*** Opening PROVIDED MATERIAL ***

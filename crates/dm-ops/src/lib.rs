//! Operation registry for dagman nodes.
//!
//! Every node carries an operation text such as `"add 5"`: an operation name
//! followed by whitespace-separated literal arguments. The registry maps the
//! name to a handler, checks the literals and the number of upstream inputs
//! against what the handler declares, and then applies it.
//!
//! # Builtins
//!
//! - `add <integer>`: first input plus the literal
//! - `multiply <float>`: first input times the literal, truncated toward zero
//! - `sum`: sum of all inputs
//!
//! New operations implement [`Operation`] and are added with
//! [`OperationRegistry::register`]; the engine never needs to change.

pub mod builtin;
pub mod error;
pub mod operation;
pub mod registry;

pub use builtin::{Add, Multiply, Sum};
pub use error::{OpError, OpResult};
pub use operation::{ArgKind, Arity, Invocation, Literal, Operation};
pub use registry::OperationRegistry;
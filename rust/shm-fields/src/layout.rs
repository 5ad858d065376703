//! Layout tables: where every field lives in the segment.
//!
//! A [`LayoutTable`] is produced once per process, either in code through
//! [`LayoutTable::builder`] or from the generator's JSON schema (see
//! [`crate::schema`]), and is never mutated afterwards. Every attached process
//! must agree on it byte for byte; nothing in the segment records it.

use std::borrow::{Borrow, Cow};
use std::collections::HashMap;
use std::fmt;
use std::marker::PhantomData;

use crate::error::{FieldError, Result, SchemaError};
use crate::scalar::{Scalar, ScalarType};
use crate::shape::Shape;

/// Symbolic name of one field.
#[derive(Debug, Clone, PartialEq, Eq, Hash, PartialOrd, Ord)]
pub struct FieldTag(Cow<'static, str>);

impl FieldTag {
    pub const fn from_static(tag: &'static str) -> Self {
        Self(Cow::Borrowed(tag))
    }

    pub fn as_str(&self) -> &str {
        &self.0
    }
}

impl From<&'static str> for FieldTag {
    fn from(tag: &'static str) -> Self {
        Self::from_static(tag)
    }
}

impl From<String> for FieldTag {
    fn from(tag: String) -> Self {
        Self(Cow::Owned(tag))
    }
}

impl Borrow<str> for FieldTag {
    fn borrow(&self) -> &str {
        &self.0
    }
}

impl fmt::Display for FieldTag {
    fn fmt(&self, f: &mut fmt::Formatter<'_>) -> fmt::Result {
        f.write_str(&self.0)
    }
}

/// A tag that also names its scalar type, so resolving it needs no turbofish.
///
/// ```
/// use shm_fields::Field;
///
/// const GRID: Field<f32> = Field::new("grid");
/// assert_eq!(GRID.tag(), "grid");
/// ```
pub struct Field<T> {
    tag: &'static str,
    _type: PhantomData<fn() -> T>,
}

impl<T: Scalar> Field<T> {
    pub const fn new(tag: &'static str) -> Self {
        Self {
            tag,
            _type: PhantomData,
        }
    }

    pub const fn tag(&self) -> &'static str {
        self.tag
    }

    pub const fn scalar_type(&self) -> ScalarType {
        T::TYPE
    }
}

impl<T> Clone for Field<T> {
    fn clone(&self) -> Self {
        *self
    }
}

impl<T> Copy for Field<T> {}

impl<T: Scalar> fmt::Debug for Field<T> {
    fn fmt(&self, f: &mut fmt::Formatter<'_>) -> fmt::Result {
        write!(f, "Field<{}>({:?})", T::TYPE, self.tag)
    }
}

/// Metadata for one field.
#[derive(Debug, Clone, PartialEq, Eq)]
pub struct FieldDescriptor {
    pub tag: FieldTag,
    pub scalar_type: ScalarType,
    /// Empty for scalars.
    pub shape: Shape,
    /// Byte offset from the start of the segment.
    pub offset: usize,
    /// Always `scalar_type.size() * shape.element_count()`.
    pub byte_size: usize,
}

impl FieldDescriptor {
    /// Build a descriptor, computing its byte size.
    pub fn new(
        tag: impl Into<FieldTag>,
        scalar_type: ScalarType,
        shape: impl Into<Shape>,
        offset: usize,
    ) -> Result<Self, SchemaError> {
        let tag = tag.into();
        let shape = shape.into();
        let byte_size = byte_size(&tag, scalar_type, &shape)?;
        Ok(Self {
            tag,
            scalar_type,
            shape,
            offset,
            byte_size,
        })
    }

    /// One past the last byte of the field.
    #[inline]
    pub fn end(&self) -> usize {
        self.offset.saturating_add(self.byte_size)
    }

    #[inline]
    pub fn element_count(&self) -> usize {
        self.shape.element_count()
    }

    #[inline]
    pub fn rank(&self) -> usize {
        self.shape.rank()
    }

    fn validate(&self, total_size: usize) -> Result<(), SchemaError> {
        let computed = byte_size(&self.tag, self.scalar_type, &self.shape)?;
        if computed != self.byte_size {
            return Err(SchemaError::SizeMismatch {
                tag: self.tag.clone(),
                declared: self.byte_size,
                computed,
            });
        }
        let align = self.scalar_type.align();
        if self.offset % align != 0 {
            return Err(SchemaError::Misaligned {
                tag: self.tag.clone(),
                offset: self.offset,
                align,
            });
        }
        let end = self
            .offset
            .checked_add(self.byte_size)
            .ok_or_else(|| SchemaError::SizeOverflow(self.tag.clone()))?;
        if end > total_size {
            return Err(SchemaError::ExceedsSegment {
                tag: self.tag.clone(),
                end,
                total_size,
            });
        }
        Ok(())
    }
}

fn byte_size(tag: &FieldTag, scalar_type: ScalarType, shape: &Shape) -> Result<usize, SchemaError> {
    shape
        .checked_element_count()
        .and_then(|n| n.checked_mul(scalar_type.size()))
        .ok_or_else(|| SchemaError::SizeOverflow(tag.clone()))
}

fn align_up(offset: usize, align: usize) -> Option<usize> {
    Some(offset.checked_add(align - 1)? / align * align)
}

/// Immutable mapping from tag to descriptor for one segment.
#[derive(Debug, Clone)]
pub struct LayoutTable {
    segment_name: String,
    total_size: usize,
    fields: Vec<FieldDescriptor>,
    index: HashMap<FieldTag, usize>,
}

impl LayoutTable {
    pub fn builder(segment_name: impl Into<String>) -> LayoutBuilder {
        LayoutBuilder {
            segment_name: segment_name.into(),
            total_size: None,
            entries: Vec::new(),
        }
    }

    /// Validate descriptors computed elsewhere and index them.
    pub fn from_descriptors(
        segment_name: impl Into<String>,
        total_size: usize,
        descriptors: Vec<FieldDescriptor>,
    ) -> Result<Self, SchemaError> {
        let segment_name = segment_name.into();
        let mut index = HashMap::with_capacity(descriptors.len());
        for (i, descriptor) in descriptors.iter().enumerate() {
            descriptor.validate(total_size)?;
            if index.insert(descriptor.tag.clone(), i).is_some() {
                return Err(SchemaError::DuplicateTag(descriptor.tag.clone()));
            }
        }

        tracing::debug!(
            segment = %segment_name,
            total_size,
            fields = descriptors.len(),
            "built layout table"
        );

        Ok(Self {
            segment_name,
            total_size,
            fields: descriptors,
            index,
        })
    }

    /// Descriptor for `tag`.
    pub fn get(&self, tag: &str) -> Result<&FieldDescriptor> {
        self.index
            .get(tag)
            .map(|&i| &self.fields[i])
            .ok_or_else(|| FieldError::UnknownField(FieldTag::from(tag.to_owned())))
    }

    pub fn contains(&self, tag: &str) -> bool {
        self.index.contains_key(tag)
    }

    pub fn segment_name(&self) -> &str {
        &self.segment_name
    }

    /// Bytes the segment must provide for every field to fit.
    pub fn total_size(&self) -> usize {
        self.total_size
    }

    /// Descriptors in declaration order.
    pub fn iter(&self) -> std::slice::Iter<'_, FieldDescriptor> {
        self.fields.iter()
    }

    pub fn len(&self) -> usize {
        self.fields.len()
    }

    pub fn is_empty(&self) -> bool {
        self.fields.is_empty()
    }

    /// Same fields, different segment name.
    pub fn with_segment_name(mut self, segment_name: impl Into<String>) -> Self {
        self.segment_name = segment_name.into();
        self
    }
}

impl<'a> IntoIterator for &'a LayoutTable {
    type Item = &'a FieldDescriptor;
    type IntoIter = std::slice::Iter<'a, FieldDescriptor>;

    fn into_iter(self) -> Self::IntoIter {
        self.iter()
    }
}

struct Entry {
    tag: FieldTag,
    scalar_type: ScalarType,
    shape: Shape,
    offset: Option<usize>,
}

/// Places fields in declaration order.
///
/// A field without an explicit offset goes at the end of the previous
/// fields, rounded up to its scalar type's natural alignment.
pub struct LayoutBuilder {
    segment_name: String,
    total_size: Option<usize>,
    entries: Vec<Entry>,
}

impl LayoutBuilder {
    pub fn field(
        mut self,
        tag: impl Into<FieldTag>,
        scalar_type: ScalarType,
        shape: impl Into<Shape>,
    ) -> Self {
        self.entries.push(Entry {
            tag: tag.into(),
            scalar_type,
            shape: shape.into(),
            offset: None,
        });
        self
    }

    /// A rank-0 field.
    pub fn scalar(self, tag: impl Into<FieldTag>, scalar_type: ScalarType) -> Self {
        self.field(tag, scalar_type, Shape::scalar())
    }

    pub fn field_at(
        mut self,
        tag: impl Into<FieldTag>,
        scalar_type: ScalarType,
        shape: impl Into<Shape>,
        offset: usize,
    ) -> Self {
        self.entries.push(Entry {
            tag: tag.into(),
            scalar_type,
            shape: shape.into(),
            offset: Some(offset),
        });
        self
    }

    /// Declare the segment larger than its fields require.
    pub fn total_size(mut self, total_size: usize) -> Self {
        self.total_size = Some(total_size);
        self
    }

    pub fn build(self) -> Result<LayoutTable, SchemaError> {
        let mut cursor = 0usize;
        let mut descriptors = Vec::with_capacity(self.entries.len());
        for entry in self.entries {
            let offset = match entry.offset {
                Some(offset) => offset,
                None => align_up(cursor, entry.scalar_type.align())
                    .ok_or_else(|| SchemaError::SizeOverflow(entry.tag.clone()))?,
            };
            let descriptor =
                FieldDescriptor::new(entry.tag, entry.scalar_type, entry.shape, offset)?;
            let end = descriptor
                .offset
                .checked_add(descriptor.byte_size)
                .ok_or_else(|| SchemaError::SizeOverflow(descriptor.tag.clone()))?;
            cursor = cursor.max(end);
            descriptors.push(descriptor);
        }
        let total_size = self.total_size.unwrap_or(cursor);
        LayoutTable::from_descriptors(self.segment_name, total_size, descriptors)
    }
}

#[cfg(test)]
mod tests {
    use super::*;

    #[test]
    fn builder_places_fields_contiguously() {
        let table = LayoutTable::builder("/grid")
            .scalar("myint", ScalarType::Int32)
            .field("myarr", ScalarType::Float32, [10, 10])
            .field("myarr2", ScalarType::Float32, [10, 10])
            .build()
            .unwrap();

        let int = table.get("myint").unwrap();
        let arr = table.get("myarr").unwrap();
        let arr2 = table.get("myarr2").unwrap();
        assert_eq!((int.offset, int.byte_size), (0, 4));
        assert_eq!((arr.offset, arr.byte_size), (4, 400));
        assert_eq!(arr2.offset, arr.offset + arr.byte_size);
        assert_eq!(table.total_size(), 804);
        assert_eq!(table.len(), 3);
    }

    #[test]
    fn builder_pads_to_natural_alignment() {
        let table = LayoutTable::builder("/pad")
            .scalar("flag", ScalarType::UInt8)
            .field("values", ScalarType::Float64, [3])
            .build()
            .unwrap();
        let values = table.get("values").unwrap();
        assert_eq!(values.offset, ScalarType::Float64.align());
        assert_eq!(table.total_size(), values.offset + 24);
    }

    #[test]
    fn unknown_tag() {
        let table = LayoutTable::builder("/s").build().unwrap();
        assert!(table.is_empty());
        match table.get("nope") {
            Err(FieldError::UnknownField(tag)) => assert_eq!(tag.as_str(), "nope"),
            other => panic!("unexpected: {other:?}"),
        }
    }

    #[test]
    fn duplicate_tags_rejected() {
        let err = LayoutTable::builder("/s")
            .scalar("a", ScalarType::Int8)
            .scalar("a", ScalarType::Int8)
            .build()
            .unwrap_err();
        assert!(matches!(err, SchemaError::DuplicateTag(tag) if tag.as_str() == "a"));
    }

    #[test]
    fn explicit_offsets_are_validated() {
        let err = LayoutTable::builder("/s")
            .field_at("x", ScalarType::Float32, [2], 2)
            .build()
            .unwrap_err();
        assert!(matches!(err, SchemaError::Misaligned { offset: 2, .. }));

        let err = LayoutTable::builder("/s")
            .field_at("x", ScalarType::Float32, [4], 0)
            .total_size(8)
            .build()
            .unwrap_err();
        assert!(matches!(
            err,
            SchemaError::ExceedsSegment {
                end: 16,
                total_size: 8,
                ..
            }
        ));
    }

    #[test]
    fn explicit_offsets_may_alias() {
        let table = LayoutTable::builder("/s")
            .field_at("whole", ScalarType::UInt8, [8], 0)
            .field_at("half", ScalarType::UInt8, [4], 4)
            .build()
            .unwrap();
        assert_eq!(table.total_size(), 8);
    }

    #[test]
    fn descriptor_size_mismatch_rejected() {
        let mut descriptor = FieldDescriptor::new("x", ScalarType::Int16, [3], 0).unwrap();
        assert_eq!(descriptor.byte_size, 6);
        descriptor.byte_size = 8;
        let err = LayoutTable::from_descriptors("/s", 64, vec![descriptor]).unwrap_err();
        assert!(matches!(
            err,
            SchemaError::SizeMismatch {
                declared: 8,
                computed: 6,
                ..
            }
        ));
    }

    #[test]
    fn overflowing_shape_rejected() {
        let err = FieldDescriptor::new("huge", ScalarType::Float64, [usize::MAX / 2, 2], 0)
            .unwrap_err();
        assert!(matches!(err, SchemaError::SizeOverflow(_)));
    }

    #[test]
    fn iteration_keeps_declaration_order() {
        let table = LayoutTable::builder("/s")
            .scalar("z", ScalarType::Int8)
            .scalar("a", ScalarType::Int8)
            .scalar("m", ScalarType::Int8)
            .build()
            .unwrap();
        let tags: Vec<_> = table.iter().map(|d| d.tag.as_str()).collect();
        assert_eq!(tags, ["z", "a", "m"]);
    }

    #[test]
    fn typed_tags() {
        const GRID: Field<f32> = Field::new("grid");
        assert_eq!(GRID.scalar_type(), ScalarType::Float32);
        assert_eq!(format!("{GRID:?}"), "Field<float32>(\"grid\")");
    }
}
//! Typed, tag-addressed views over a shared memory segment.
//!
//! An external generator sizes a shared memory segment and decides where
//! every field lives; it publishes that decision as a layout schema. Every
//! other process loads the same schema into a [`LayoutTable`], binds it to
//! the segment with a [`FieldRegistry`], and resolves fields by tag:
//!
//! ```no_run
//! use shm_fields::{FieldRegistry, LayoutTable, traverse};
//!
//! let registry = FieldRegistry::new(LayoutTable::from_json_path("shm_layout.json")?);
//!
//! let mut grid = registry.resolve::<f32>("grid")?;   // attaches on first use
//! grid.set(&[2, 3], 3.25);                           // straight into shared memory
//!
//! let flat = grid.flatten();                         // same bytes, rank 1
//! assert_eq!(flat.get_flat(2 * 4 + 3), 3.25);
//!
//! let snapshot = grid.to_local();                    // owned, decoupled copy
//! traverse::apply(&mut grid, |x| x * 0.5);
//! assert_eq!(snapshot.get(&[2, 3]), 3.25);
//! # Ok::<(), Box<dyn std::error::Error>>(())
//! ```
//!
//! The segment has no header and no embedded schema. Processes that disagree
//! on the layout read and write the wrong bytes without any error.
//!
//! Nothing here synchronizes access between processes; see [`sync`] for the
//! hook that lets callers bring their own.

#![cfg(unix)]

pub mod error;
pub mod layout;
pub mod local;
pub mod numeric;
pub mod registry;
pub mod scalar;
pub mod schema;
pub mod segment;
pub mod shape;
pub mod sync;
pub mod traverse;
pub mod view;

pub use error::{FieldError, Result, SchemaError};
pub use layout::{Field, FieldDescriptor, FieldTag, LayoutBuilder, LayoutTable};
pub use local::LocalCopy;
pub use numeric::MatrixView;
pub use registry::FieldRegistry;
pub use scalar::{Scalar, ScalarType};
pub use schema::{LAYOUT_ENV, SEGMENT_ENV};
pub use segment::{Segment, SegmentManager, SegmentSource};
pub use shape::Shape;
pub use shm_primitives::ShmObject;
pub use sync::{SegmentSync, SyncGuard, Unsynchronized};
pub use traverse::{Elements, ElementsMut, apply, apply_indexed, apply_to, for_each_index};
pub use view::FieldView;
//! Hook for caller-supplied cross-process coordination.
//!
//! Nothing in this crate synchronizes access to segment bytes. Processes that
//! need ordering bring their own mechanism (a named semaphore, a turn-taking
//! flag field, a control socket) and wrap it in [`SegmentSync`];
//! [`FieldRegistry::coordinated`](crate::FieldRegistry::coordinated) then
//! brackets a block of field accesses with it.

use std::io;

/// An externally owned lock or semaphore handle.
pub trait SegmentSync {
    /// Block until this process may access the segment.
    fn acquire(&self) -> io::Result<()>;

    /// Give up access obtained by a successful [`acquire`](Self::acquire).
    fn release(&self);
}

/// No coordination at all; the default for a single writer.
#[derive(Debug, Clone, Copy, Default)]
pub struct Unsynchronized;

impl SegmentSync for Unsynchronized {
    fn acquire(&self) -> io::Result<()> {
        Ok(())
    }

    fn release(&self) {}
}

impl<S: SegmentSync + ?Sized> SegmentSync for &S {
    fn acquire(&self) -> io::Result<()> {
        (**self).acquire()
    }

    fn release(&self) {
        (**self).release()
    }
}

/// Releases its handle on drop.
#[must_use = "the handle is released as soon as the guard is dropped"]
pub struct SyncGuard<'a, S: SegmentSync + ?Sized> {
    sync: &'a S,
}

impl<'a, S: SegmentSync + ?Sized> SyncGuard<'a, S> {
    pub fn acquire(sync: &'a S) -> io::Result<Self> {
        sync.acquire()?;
        Ok(Self { sync })
    }
}

impl<S: SegmentSync + ?Sized> Drop for SyncGuard<'_, S> {
    fn drop(&mut self) {
        self.sync.release();
    }
}

#[cfg(test)]
mod tests {
    use super::*;
    use std::cell::Cell;

    #[derive(Default)]
    struct Counting {
        held: Cell<bool>,
        acquisitions: Cell<u32>,
    }

    impl SegmentSync for Counting {
        fn acquire(&self) -> io::Result<()> {
            assert!(!self.held.get(), "acquired twice");
            self.held.set(true);
            self.acquisitions.set(self.acquisitions.get() + 1);
            Ok(())
        }

        fn release(&self) {
            self.held.set(false);
        }
    }

    #[test]
    fn guard_releases_on_drop() {
        let sync = Counting::default();
        {
            let _guard = SyncGuard::acquire(&sync).unwrap();
            assert!(sync.held.get());
        }
        assert!(!sync.held.get());
        let _again = SyncGuard::acquire(&sync).unwrap();
        assert_eq!(sync.acquisitions.get(), 2);
    }

    #[test]
    fn unsynchronized_is_a_no_op() {
        let _guard = SyncGuard::acquire(&Unsynchronized).unwrap();
    }
}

*** Closing PROVIDED MATERIAL ***

Each line of the records that contains the string "their" must be copied.

//! hook that lets callers bring their own.
//! need ordering bring their own mechanism (a named semaphore, a turn-taking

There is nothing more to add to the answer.